The records below hold a stretch from the line with "for edge in" through the line with "for rel in relationships.values()"; return exactly those lines, ends included, and nothing more.
Supplied entries section start
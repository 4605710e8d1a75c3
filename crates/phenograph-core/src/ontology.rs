//! The frozen ontology and its query surface.

use ahash::AHashMap;
use rayon::prelude::*;
use roaring::RoaringBitmap;
use serde::{Deserialize, Serialize};
use std::collections::{BTreeMap, BTreeSet};
use std::sync::Arc;

use crate::graph::{Direction, TermGraph};
use crate::term::{Relationship, Term};
use crate::term_id::TermId;
use crate::{BuildError, QueryError};

// ============================================================================
// Header metadata
// ============================================================================

/// Header key/value pairs in file order; keys may repeat.
#[derive(Debug, Clone, Default, PartialEq, Eq, Serialize, Deserialize)]
pub struct MetaInfo {
    entries: Vec<(String, String)>,
}

impl MetaInfo {
    pub fn new() -> Self {
        Self::default()
    }

    pub fn push(&mut self, key: impl Into<String>, value: impl Into<String>) {
        self.entries.push((key.into(), value.into()));
    }

    /// First value for `key`.
    pub fn get(&self, key: &str) -> Option<&str> {
        self.entries
            .iter()
            .find(|(k, _)| k == key)
            .map(|(_, v)| v.as_str())
    }

    pub fn get_all<'a>(&'a self, key: &'a str) -> impl Iterator<Item = &'a str> + 'a {
        self.entries
            .iter()
            .filter(move |(k, _)| k == key)
            .map(|(_, v)| v.as_str())
    }

    pub fn iter(&self) -> impl Iterator<Item = (&str, &str)> {
        self.entries.iter().map(|(k, v)| (k.as_str(), v.as_str()))
    }

    pub fn len(&self) -> usize {
        self.entries.len()
    }

    pub fn is_empty(&self) -> bool {
        self.entries.is_empty()
    }
}

// ============================================================================
// Ontology
// ============================================================================

/// Everything an `EntryFactory` needs to freeze an ontology.
#[derive(Debug, Clone)]
pub struct OntologyParts {
    pub meta: MetaInfo,
    pub graph: TermGraph,
    pub root: TermId,
    /// Non-obsolete primary ids.
    pub term_ids: BTreeSet<TermId>,
    pub obsolete_ids: BTreeSet<TermId>,
    pub terms: AHashMap<TermId, Arc<Term>>,
    pub relationships: BTreeMap<u32, Arc<Relationship>>,
    /// Alt id → primary id.
    pub alt_ids: AHashMap<TermId, TermId>,
}

/// Immutable ontology DAG. Cheap to share across threads.
#[derive(Debug, Clone)]
pub struct Ontology {
    meta: MetaInfo,
    graph: TermGraph,
    root: TermId,
    term_ids: BTreeSet<TermId>,
    obsolete_ids: BTreeSet<TermId>,
    terms: AHashMap<TermId, Arc<Term>>,
    relationships: BTreeMap<u32, Arc<Relationship>>,
    alt_ids: AHashMap<TermId, TermId>,
}

impl Ontology {
    /// Freeze `parts` after checking that they describe one consistent graph.
    pub fn from_parts(parts: OntologyParts) -> Result<Self, BuildError> {
        if !parts.graph.contains(&parts.root) {
            return Err(BuildError::Inconsistent(format!(
                "root {} is not a vertex",
                parts.root
            )));
        }
        if let Some(id) = parts.terms.keys().find(|id| !parts.graph.contains(id)) {
            return Err(BuildError::Inconsistent(format!(
                "term {id} is not a vertex"
            )));
        }
        let partitioned = parts.term_ids.len() + parts.obsolete_ids.len() == parts.terms.len()
            && parts
                .term_ids
                .iter()
                .chain(&parts.obsolete_ids)
                .all(|id| parts.terms.contains_key(id));
        if !partitioned {
            return Err(BuildError::Inconsistent(
                "term id partition does not match the term map".to_string(),
            ));
        }
        if let Some(rel) = parts.relationships.values().find(|r| {
            !parts.graph.contains(&r.source) || !parts.graph.contains(&r.dest)
        }) {
            return Err(BuildError::Inconsistent(format!(
                "relationship {} has an endpoint outside the graph",
                rel.id
            )));
        }
        if let Some((alt, primary)) = parts
            .alt_ids
            .iter()
            .find(|(alt, primary)| parts.terms.contains_key(*alt) || !parts.terms.contains_key(*primary))
        {
            return Err(BuildError::Inconsistent(format!(
                "alt id {alt} does not resolve to exactly one term (primary {primary})"
            )));
        }
        Ok(Self::assemble(parts))
    }

    fn assemble(parts: OntologyParts) -> Self {
        Self {
            meta: parts.meta,
            graph: parts.graph,
            root: parts.root,
            term_ids: parts.term_ids,
            obsolete_ids: parts.obsolete_ids,
            terms: parts.terms,
            relationships: parts.relationships,
            alt_ids: parts.alt_ids,
        }
    }

    pub fn meta(&self) -> &MetaInfo {
        &self.meta
    }

    pub fn graph(&self) -> &TermGraph {
        &self.graph
    }

    pub fn root(&self) -> &TermId {
        &self.root
    }

    pub fn is_root(&self, id: &TermId) -> bool {
        self.primary_id(id) == Some(&self.root)
    }

    /// Resolve `id` to the vertex it names; alt ids are redirected.
    pub fn primary_id(&self, id: &TermId) -> Option<&TermId> {
        self.graph.get(id).or_else(|| self.alt_ids.get(id))
    }

    pub fn contains(&self, id: &TermId) -> bool {
        self.primary_id(id).is_some()
    }

    pub fn alt_ids(&self) -> &AHashMap<TermId, TermId> {
        &self.alt_ids
    }

    pub fn term(&self, id: &TermId) -> Result<&Arc<Term>, QueryError> {
        let primary = self
            .primary_id(id)
            .ok_or_else(|| QueryError::NotFound(id.clone()))?;
        self.terms
            .get(primary)
            .ok_or_else(|| QueryError::NoMetadata(primary.clone()))
    }

    pub fn relationship(&self, id: u32) -> Result<&Arc<Relationship>, QueryError> {
        self.relationships
            .get(&id)
            .ok_or(QueryError::UnknownRelationship(id))
    }

    /// All relationships, ascending by numeric id.
    pub fn relationships(&self) -> impl Iterator<Item = &Arc<Relationship>> {
        self.relationships.values()
    }

    pub fn vertex_count(&self) -> usize {
        self.graph.vertex_count()
    }

    pub fn edge_count(&self) -> usize {
        self.graph.edge_count()
    }

    pub fn count_all_terms(&self) -> usize {
        self.terms.len()
    }

    pub fn all_term_ids(&self) -> BTreeSet<TermId> {
        self.term_ids
            .iter()
            .chain(&self.obsolete_ids)
            .cloned()
            .collect()
    }

    pub fn non_obsolete_term_ids(&self) -> &BTreeSet<TermId> {
        &self.term_ids
    }

    pub fn obsolete_term_ids(&self) -> &BTreeSet<TermId> {
        &self.obsolete_ids
    }

    fn index_of(&self, id: &TermId) -> Result<u32, QueryError> {
        self.primary_id(id)
            .and_then(|primary| self.graph.index_of(primary))
            .ok_or_else(|| QueryError::NotFound(id.clone()))
    }

    fn ids_of(&self, bitmap: &RoaringBitmap) -> BTreeSet<TermId> {
        bitmap.iter().map(|v| self.graph.vertex(v).clone()).collect()
    }

    fn relationships_on(&self, edges: impl Iterator<Item = u32>) -> Vec<&Arc<Relationship>> {
        edges
            .filter_map(|relation_id| self.relationships.get(&relation_id))
            .collect()
    }

    // --- Hierarchy ---------------------------------------------------------

    /// Direct is-a parents, by ascending relationship id.
    pub fn parents(&self, id: &TermId) -> Result<Vec<TermId>, QueryError> {
        let idx = self.index_of(id)?;
        Ok(self
            .graph
            .neighbours(idx, Direction::Up)
            .into_iter()
            .map(|v| self.graph.vertex(v).clone())
            .collect())
    }

    /// Direct is-a children, by ascending relationship id.
    pub fn children(&self, id: &TermId) -> Result<Vec<TermId>, QueryError> {
        let idx = self.index_of(id)?;
        Ok(self
            .graph
            .neighbours(idx, Direction::Down)
            .into_iter()
            .map(|v| self.graph.vertex(v).clone())
            .collect())
    }

    pub fn ancestors(&self, id: &TermId, include_self: bool) -> Result<BTreeSet<TermId>, QueryError> {
        let idx = self.index_of(id)?;
        Ok(self.ids_of(&self.graph.closure(idx, Direction::Up, include_self)))
    }

    pub fn descendants(
        &self,
        id: &TermId,
        include_self: bool,
    ) -> Result<BTreeSet<TermId>, QueryError> {
        let idx = self.index_of(id)?;
        Ok(self.ids_of(&self.graph.closure(idx, Direction::Down, include_self)))
    }

    /// Breadth-first over ancestors; `visit` returning `false` stops.
    pub fn visit_ancestors<F>(&self, id: &TermId, include_self: bool, mut visit: F) -> Result<(), QueryError>
    where
        F: FnMut(&TermId) -> bool,
    {
        let idx = self.index_of(id)?;
        self.graph
            .walk(idx, Direction::Up, include_self, |v| visit(self.graph.vertex(v)));
        Ok(())
    }

    /// Breadth-first over descendants; `visit` returning `false` stops.
    pub fn visit_descendants<F>(&self, id: &TermId, include_self: bool, mut visit: F) -> Result<(), QueryError>
    where
        F: FnMut(&TermId) -> bool,
    {
        let idx = self.index_of(id)?;
        self.graph
            .walk(idx, Direction::Down, include_self, |v| visit(self.graph.vertex(v)));
        Ok(())
    }

    /// Whether `to` is reachable from `from` along is-a edges (reflexive).
    pub fn exists_path(&self, from: &TermId, to: &TermId) -> Result<bool, QueryError> {
        let start = self.index_of(from)?;
        let goal = self.index_of(to)?;
        let mut found = false;
        self.graph.walk(start, Direction::Up, true, |v| {
            found = v == goal;
            !found
        });
        Ok(found)
    }

    /// Ancestors shared by `a` and `b`, each counted inclusively.
    pub fn common_ancestors(&self, a: &TermId, b: &TermId) -> Result<BTreeSet<TermId>, QueryError> {
        let left = self.graph.closure(self.index_of(a)?, Direction::Up, true);
        let right = self.graph.closure(self.index_of(b)?, Direction::Up, true);
        Ok(self.ids_of(&(left & right)))
    }

    /// Ancestor closure of every vertex, computed in parallel.
    pub fn ancestor_map(&self, include_self: bool) -> BTreeMap<TermId, BTreeSet<TermId>> {
        (0..self.graph.vertex_count() as u32)
            .into_par_iter()
            .map(|v| {
                let closure = self.graph.closure(v, Direction::Up, include_self);
                (self.graph.vertex(v).clone(), self.ids_of(&closure))
            })
            .collect()
    }

    pub fn outgoing_relationships(&self, id: &TermId) -> Result<Vec<&Arc<Relationship>>, QueryError> {
        let idx = self.index_of(id)?;
        Ok(self.relationships_on(self.graph.out_edges(idx).map(|e| e.relation_id)))
    }

    pub fn incoming_relationships(&self, id: &TermId) -> Result<Vec<&Arc<Relationship>>, QueryError> {
        let idx = self.index_of(id)?;
        Ok(self.relationships_on(self.graph.in_edges(idx).map(|e| e.relation_id)))
    }

    // --- Derivation --------------------------------------------------------

    /// The sub-hierarchy headed by `id`: `id` plus its is-a descendants,
    /// with every relationship whose endpoints both lie inside.
    ///
    /// The root is the original root when it is inside, otherwise `id`.
    /// Term and relationship values are shared with `self`.
    pub fn sub_ontology(&self, id: &TermId) -> Result<Ontology, QueryError> {
        let start = self.index_of(id)?;
        let members = self.graph.closure(start, Direction::Down, true);

        let mut graph = TermGraph::new();
        for v in &members {
            graph.add_vertex(self.graph.vertex(v).clone());
        }

        let mut relationships = BTreeMap::new();
        for edge in self.graph.edges() {
            if !(members.contains(edge.source) && members.contains(edge.dest)) {
                continue;
            }
            if let Some(rel) = self.relationships.get(&edge.relation_id) {
                relationships.insert(rel.id, Arc::clone(rel));
            }
        }
        for rel in relationships.values() {
            graph.add_edge(rel);
        }

        let terms: AHashMap<TermId, Arc<Term>> = self
            .terms
            .iter()
            .filter(|(tid, _)| graph.contains(tid))
            .map(|(tid, term)| (tid.clone(), Arc::clone(term)))
            .collect();
        let term_ids = self
            .term_ids
            .iter()
            .filter(|tid| terms.contains_key(*tid))
            .cloned()
            .collect();
        let obsolete_ids = self
            .obsolete_ids
            .iter()
            .filter(|tid| terms.contains_key(*tid))
            .cloned()
            .collect();
        let alt_ids = self
            .alt_ids
            .iter()
            .filter(|(_, primary)| terms.contains_key(*primary))
            .map(|(alt, primary)| (alt.clone(), primary.clone()))
            .collect();

        let root = if self
            .graph
            .index_of(&self.root)
            .is_some_and(|r| members.contains(r))
        {
            self.root.clone()
        } else {
            self.graph.vertex(start).clone()
        };

        Ok(Self::assemble(OntologyParts {
            meta: self.meta.clone(),
            graph,
            root,
            term_ids,
            obsolete_ids,
            terms,
            relationships,
            alt_ids,
        }))
    }
}

#[cfg(test)]
mod tests {
    use super::*;

    fn t(n: u32) -> TermId {
        TermId::new("T", n.to_string())
    }

    fn parts() -> OntologyParts {
        let mut graph = TermGraph::new();
        let mut relationships = BTreeMap::new();
        for (id, (s, d)) in [(1, 2), (2, 3)].into_iter().enumerate() {
            let rel = Arc::new(Relationship::is_a(t(s), t(d), id as u32 + 1));
            graph.add_edge(&rel);
            relationships.insert(rel.id, rel);
        }
        let terms: AHashMap<_, _> = (1..=3)
            .map(|n| (t(n), Arc::new(Term::new(t(n), format!("term {n}")))))
            .collect();
        OntologyParts {
            meta: MetaInfo::new(),
            graph,
            root: t(3),
            term_ids: (1..=3).map(t).collect(),
            obsolete_ids: BTreeSet::new(),
            terms,
            relationships,
            alt_ids: AHashMap::new(),
        }
    }

    #[test]
    fn from_parts_accepts_consistent_parts() {
        let onto = Ontology::from_parts(parts()).unwrap();
        assert_eq!(onto.root(), &t(3));
        assert_eq!(onto.count_all_terms(), 3);
    }

    #[test]
    fn from_parts_rejects_foreign_root() {
        let mut p = parts();
        p.root = t(9);
        assert!(matches!(
            Ontology::from_parts(p),
            Err(BuildError::Inconsistent(_))
        ));
    }

    #[test]
    fn from_parts_rejects_alt_id_shadowing_a_term() {
        let mut p = parts();
        p.alt_ids.insert(t(1), t(2));
        assert!(matches!(
            Ontology::from_parts(p),
            Err(BuildError::Inconsistent(_))
        ));
    }

    #[test]
    fn meta_info_keeps_repeated_keys() {
        let mut meta = MetaInfo::new();
        meta.push("subsetdef", "a");
        meta.push("format-version", "1.2");
        meta.push("subsetdef", "b");
        assert_eq!(meta.get("subsetdef"), Some("a"));
        assert_eq!(meta.get_all("subsetdef").collect::<Vec<_>>(), vec!["a", "b"]);
        assert_eq!(meta.len(), 3);

        let value = {
            let key = String::from("format-version");
            meta.get(&key)
        };
        assert_eq!(value, Some("1.2"));
    }

    #[test]
    fn ontology_is_send_and_sync() {
        fn assert_send_sync<T: Send + Sync>() {}
        assert_send_sync::<Ontology>();
    }
}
Supplied entries section end
Written solution:
        for edge in self.graph.edges() {
            if !(members.contains(edge.source) && members.contains(edge.dest)) {
                continue;
            }
            if let Some(rel) = self.relationships.get(&edge.relation_id) {
                relationships.insert(rel.id, Arc::clone(rel));
            }
        }
        for rel in relationships.values() {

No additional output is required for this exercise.